Sobretudo quando o olho de dentro de casa, para cá do parapeito da janela,
donde ele não tem o ininteligível todo. Porque fora, leva-me consigo e larga-me
à desorientação que é imensa como um susto infantil.
Vergílio Ferreira in «Na
tua Face»
Olho a beleza final da
rosa vermelha que foi botão quase negro. Não sei o porquê, nunca consegui
fixar-lhe a cor na máquina fotográfica, não a tonalidade que os meus olhos
vêem. Já tentei a madrugada, o sol-pôr, o céu nublado e o sol vibrante. A cor
que eu vejo, a objectiva não capta. Serão os meus olhos preconceituosos?
Tão difícil como fazer
passar uma mensagem. Tão fácil como encontra-la visível naquilo que é dito com
intenção diferente da que aparece, tudo produto da inteligência dos homens que
encontra caminhos que Deus não conhece.
O céu mantém-se
teimosamente escondido no cinza das nuvens que pairam altas e com elas, abaixo
delas, vejo uns pássaros que voam alto, que planam, que não consigo identificar
mas que comprovadamente não são aves de rapina pois não andam em grupo, não são
gansos nem patos selvagens, nem corvos, menos ainda andorinhas ou pombos. Tenho
quase a certeza de que são gaivotas e não compreendo o que procuram elas por
aqui, não creio que haja tão grandes tempestades no mar para que procurem a
terra larga.
Olho a rosa vermelha e
comparo-a com a que desabrocha ao lado, rosa realmente cor-de-rosa, mais pura,
mais fina, perfeita no mesclado a branco, mais invulgar, porventura mais bela.

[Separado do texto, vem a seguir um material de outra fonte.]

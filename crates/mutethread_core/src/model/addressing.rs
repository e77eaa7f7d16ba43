//! Addressing level model.
//!
//! # Responsibility
//! - Classify how directly a message addresses the target recipient.
//! - Own the address matching policy applied to raw `To`/`Cc` header text.
//!
//! # Invariants
//! - `AddressingLevel` is totally ordered: `None < Cc < To`.
//! - `To` wins over `Cc` when the target appears in both headers.

use mail_parser::{Addr, Address, HeaderValue, MessageParser};
use serde::{Deserialize, Serialize};
use std::fmt::{Display, Formatter};
use std::str::FromStr;

/// Strength of direct addressing of the target recipient.
///
/// Variant order is significant: derived `Ord` gives `None < Cc < To`.
#[derive(Debug, Clone, Copy, PartialEq, Eq, PartialOrd, Ord, Hash, Serialize, Deserialize)]
#[serde(rename_all = "snake_case")]
pub enum AddressingLevel {
    /// Target appears in neither `To` nor `Cc`.
    None,
    /// Target appears in `Cc` only.
    Cc,
    /// Target appears in `To`.
    To,
}

impl AddressingLevel {
    /// One-character marker used by thread views.
    pub fn marker(self) -> char {
        match self {
            Self::None => ' ',
            Self::Cc => 'c',
            Self::To => 't',
        }
    }
}

/// How the target address is compared against raw header text.
#[derive(Debug, Clone, Copy, Default, PartialEq, Eq, Serialize, Deserialize)]
#[serde(rename_all = "kebab-case")]
pub enum AddressMatch {
    /// Raw substring containment, case-sensitive.
    Exact,
    /// Substring containment after ASCII case folding of both sides.
    #[default]
    CaseInsensitive,
    /// Header parsed as an address list; addr-specs compared for equality
    /// after ASCII case folding.
    Normalized,
}

impl AddressMatch {
    pub fn as_str(self) -> &'static str {
        match self {
            Self::Exact => "exact",
            Self::CaseInsensitive => "case-insensitive",
            Self::Normalized => "normalized",
        }
    }
}

impl Display for AddressMatch {
    fn fmt(&self, f: &mut Formatter<'_>) -> std::fmt::Result {
        f.write_str(self.as_str())
    }
}

impl FromStr for AddressMatch {
    type Err = String;

    fn from_str(value: &str) -> Result<Self, Self::Err> {
        match value.trim().to_ascii_lowercase().as_str() {
            "exact" => Ok(Self::Exact),
            "case-insensitive" | "case_insensitive" | "icase" => Ok(Self::CaseInsensitive),
            "normalized" | "normalised" => Ok(Self::Normalized),
            other => Err(format!(
                "unsupported address match mode `{other}`; expected exact|case-insensitive|normalized"
            )),
        }
    }
}

/// Target address prepared for repeated header matching.
#[derive(Debug, Clone, PartialEq, Eq)]
pub struct AddressMatcher {
    target: String,
    mode: AddressMatch,
}

impl AddressMatcher {
    pub fn new(target: impl Into<String>, mode: AddressMatch) -> Self {
        let target = target.into();
        let target = match mode {
            AddressMatch::Exact => target,
            AddressMatch::CaseInsensitive => target.to_ascii_lowercase(),
            AddressMatch::Normalized => normalize_target(&target),
        };
        Self { target, mode }
    }

    pub fn mode(&self) -> AddressMatch {
        self.mode
    }

    /// Returns whether the target occurs in one raw header value.
    ///
    /// An empty target never matches.
    pub fn matches(&self, header_value: &str) -> bool {
        if self.target.is_empty() {
            return false;
        }
        match self.mode {
            AddressMatch::Exact => header_value.contains(self.target.as_str()),
            AddressMatch::CaseInsensitive => header_value
                .to_ascii_lowercase()
                .contains(self.target.as_str()),
            AddressMatch::Normalized => addr_specs(header_value)
                .iter()
                .any(|spec| *spec == self.target),
        }
    }

    /// Derives the addressing level from raw `To` and `Cc` header values.
    pub fn addressing_level(&self, to: &str, cc: &str) -> AddressingLevel {
        if self.matches(to) {
            AddressingLevel::To
        } else if self.matches(cc) {
            AddressingLevel::Cc
        } else {
            AddressingLevel::None
        }
    }
}

/// Lowercased addr-specs of every mailbox in an address-list header value.
///
/// Group members are flattened; entries without an addr-spec are dropped.
fn addr_specs(value: &str) -> Vec<String> {
    let raw = format!("To: {}\r\n\r\n", value.replace(['\r', '\n'], " "));
    let Some(message) = MessageParser::new().parse(raw.as_bytes()) else {
        return Vec::new();
    };

    let mut specs = Vec::new();
    for header in message.headers() {
        match header.value() {
            HeaderValue::Address(Address::List(addrs)) => {
                specs.extend(addrs.iter().filter_map(addr_spec));
            }
            HeaderValue::Address(Address::Group(groups)) => {
                for group in groups {
                    specs.extend(group.addresses.iter().filter_map(addr_spec));
                }
            }
            _ => (),
        }
    }
    specs
}

fn addr_spec(addr: &Addr<'_>) -> Option<String> {
    addr.address
        .as_ref()
        .map(|email| email.trim().to_ascii_lowercase())
        .filter(|email| !email.is_empty())
}

fn normalize_target(target: &str) -> String {
    addr_specs(target)
        .into_iter()
        .next()
        .unwrap_or_else(|| target.trim().to_ascii_lowercase())
}

#[cfg(test)]
mod tests {
    use super::{AddressMatch, AddressMatcher, AddressingLevel};

    #[test]
    fn levels_are_ordered_none_cc_to() {
        assert!(AddressingLevel::None < AddressingLevel::Cc);
        assert!(AddressingLevel::Cc < AddressingLevel::To);
        assert!(AddressingLevel::None < AddressingLevel::To);
    }

    #[test]
    fn to_wins_over_cc() {
        let matcher = AddressMatcher::new("me@example.com", AddressMatch::CaseInsensitive);
        let level = matcher.addressing_level("me@example.com", "me@example.com");
        assert_eq!(level, AddressingLevel::To);
    }

    #[test]
    fn case_insensitive_mode_ignores_case_and_order() {
        let matcher = AddressMatcher::new("Me@Example.com", AddressMatch::CaseInsensitive);
        assert_eq!(
            matcher.addressing_level("a@x.org, ME@EXAMPLE.COM", ""),
            AddressingLevel::To
        );
        assert_eq!(
            matcher.addressing_level("a@x.org", "b@y.org, me@example.com"),
            AddressingLevel::Cc
        );
        assert_eq!(
            matcher.addressing_level("a@x.org", "b@y.org"),
            AddressingLevel::None
        );
    }

    #[test]
    fn exact_mode_keeps_raw_substring_semantics() {
        let matcher = AddressMatcher::new("me@example.com", AddressMatch::Exact);
        assert_eq!(matcher.mode(), AddressMatch::Exact);
        assert!(matcher.matches("Someone <me@example.com>"));
        assert!(!matcher.matches("ME@EXAMPLE.COM"));
        // Raw containment also hits longer addresses.
        assert!(matcher.matches("time@example.com"));
    }

    #[test]
    fn normalized_mode_compares_addr_specs() {
        let matcher = AddressMatcher::new("Me@Example.com", AddressMatch::Normalized);
        assert!(matcher.matches("\"Doe, Jane\" <jane@x.org>, Me <ME@example.com>"));
        assert!(matcher.matches("me@example.com (home)"));
        assert!(!matcher.matches("time@example.com"));
        assert!(!matcher.matches(""));
    }

    #[test]
    fn empty_target_never_matches() {
        let matcher = AddressMatcher::new("", AddressMatch::CaseInsensitive);
        assert_eq!(
            matcher.addressing_level("a@x.org", "b@y.org"),
            AddressingLevel::None
        );
    }

    #[test]
    fn normalized_mode_ignores_addresses_inside_comments() {
        let matcher = AddressMatcher::new("me@example.com", AddressMatch::Normalized);
        assert!(matcher.matches("me@example.com (Me <old@example.org>)"));
    }

    #[test]
    fn normalized_mode_reads_group_members() {
        let matcher = AddressMatcher::new("Me <me@example.com>", AddressMatch::Normalized);
        assert!(matcher.matches("team: a@x.org, me@example.com;"));
        assert!(!matcher.matches("undisclosed-recipients:;"));
    }

    #[test]
    fn address_match_parses_cli_values() {
        assert_eq!("exact".parse::<AddressMatch>(), Ok(AddressMatch::Exact));
        assert_eq!(
            " Normalized ".parse::<AddressMatch>(),
            Ok(AddressMatch::Normalized)
        );
        assert!("fuzzy".parse::<AddressMatch>().is_err());
    }
}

Porém mais frágil, mais breve, desfolhada à mais leve brisa.
Como os Homens, que não
devem ser marcados pelos anos que regista o calendário, antes pela força que
emanam, pela cor da sua mente, pela bravura em arrostar as brisas os ventos o
sol que lhes não queima a pele. Apenas enruga, escurece, embranquece. Os anos
deveriam ser contados pelas pescarias, pelas caçadas, pelas guerras, pelos
exílios, pelos regressos. Contados pelas perdas, pelos êxitos, pelos insucessos.
E um dia acabar
naturalmente, desprender a última pétala, como uma rosa vermelha.
1 comentário:
o homens deviam ser, sim. como dizes...
... náufragos de um tempo de cinza. embora...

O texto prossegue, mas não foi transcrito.